I want to save numpy.array data into XML file, then read it again. following is my code:

array to string

arr=numpy.zeros((20))
s = str(arr) 

But This way would generate enter key and '[',']' characters in the string.

string to array
I should remove the enter key and '[',']' first. And then use numpy.fromstring

But I don't think that's a good way to do that. And that can't work on 2-D array

Upvotes: 0

Views: 555

Answers (3)

Nils Werner
Nils Werner

Reputation: 36849

You are mixing two different ways of doing "to string":

a = numpy.zeros((20))

you can, after stripping newlines and [] from it, put str(a) in a new numpy.matrix() constructor and initialize numpy.array() with the returned value:

b = numpy.array(numpy.matrix(" ".join(str(a).split()).strip('[]')))
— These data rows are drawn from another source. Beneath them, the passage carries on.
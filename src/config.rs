// Copyright 2025-present Harīṣh Tummalachērla
// SPDX-License-Identifier: Apache-2.0

//! Tunables for the query pipeline.
//!
//! Every field has a default, so `{}` is a valid config file and callers only
//! spell out what they change:
//!
//! ```json
//! { "debounceMs": 150, "maxSuggestions": 5, "executor": "inline" }
//! ```

use serde::{Deserialize, Serialize};
use std::fs;
use std::path::Path;
use std::time::Duration;

use crate::error::{Error, Result};
use crate::runtime::ExecutorMode;
use crate::search::DEFAULT_MAX_SUGGESTIONS;
use crate::utils::MAX_QUERY_LEN;

/// Delay between the last keystroke and the ranking request.
pub const DEFAULT_DEBOUNCE_MS: u64 = 300;

/// Upper bound on `debounce_ms`. Anything longer reads as a hang.
pub const MAX_DEBOUNCE_MS: u64 = 10_000;

#[derive(Debug, Clone, PartialEq, Eq, Serialize, Deserialize)]
#[serde(default, rename_all = "camelCase")]
pub struct SearchConfig {
    pub debounce_ms: u64,
    pub max_suggestions: usize,
    /// Queries are cut to this many characters before they're dispatched.
    pub max_query_len: usize,
    pub executor: ExecutorMode,
}

impl Default for SearchConfig {
    fn default() -> Self {
        Self {
            debounce_ms: DEFAULT_DEBOUNCE_MS,
            max_suggestions: DEFAULT_MAX_SUGGESTIONS,
            max_query_len: MAX_QUERY_LEN,
            executor: ExecutorMode::Auto,
        }
    }
}

impl SearchConfig {
    /// Parse and validate a JSON config.
    pub fn from_json(text: &str) -> Result<Self> {
        let config: SearchConfig = serde_json::from_str(text)
            .map_err(|e| Error::config(format!("invalid config JSON: {}", e)))?;
        config.validate()?;
        Ok(config)
    }

    pub fn from_file(path: impl AsRef<Path>) -> Result<Self> {
        let path = path.as_ref();
        let text = fs::read_to_string(path)
            .map_err(|e| Error::config(format!("cannot read {}: {}", path.display(), e)))?;
        Self::from_json(&text)
    }

    pub fn validate(&self) -> Result<()> {
        if self.debounce_ms > MAX_DEBOUNCE_MS {
            return Err(Error::config(format!(
                "debounceMs must be at most {} (got {})",
                MAX_DEBOUNCE_MS, self.debounce_ms
            )));
        }
        if self.max_suggestions == 0 {
            return Err(Error::config("maxSuggestions must be at least 1"));
        }
        if self.max_query_len == 0 {
            return Err(Error::config("maxQueryLen must be at least 1"));
        }
        Ok(())
    }

    pub fn debounce(&self) -> Duration {
        Duration::from_millis(self.debounce_ms)
    }
}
or you can combine numpy.array.tostring() with numpy.fromstring():

c = numpy.fromstring(a.tostring())

but mixing and matching like you tried to do does not work.

Upvotes: 2

tobias_k
tobias_k

Reputation: 82949

You can easily turn numpy arrays into regular python lists and vice versa. You could then store the string representation of the list to file, load it from file, turn it back into a list and into a numpy array.

>>> list(numpy.zeros(4))
[0.0, 0.0, 0.0, 0.0]
>>> numpy.array([0.0, 0.0, 0.0, 0.0])
array([ 0.,  0.,  0.,  0.])

Using the map function, this also works for 2D-arrays.

>>> map(list, numpy.zeros((2, 3)))
[[0.0, 0.0, 0.0], [0.0, 0.0, 0.0]]
>>> numpy.array([[0.0, 0.0], [0.0, 0.0]])
array([[ 0.,  0.,  0.],
       [ 0.,  0.,  0.]])

However, if the array is really big it might still be better to store it using numpy.save and numpy.load and use the XML file only to store the path to that file, together with a comment.

Upvotes: 1

Noah Hafner
Noah Hafner

Reputation: 351

In addition to dumping the ndarray to a .npy file using save and load and noting the details of that file in your xml, you could create a string with the data as noted by Nils Werner.

Note: you might want to check out HDF or pytables (which uses hdf).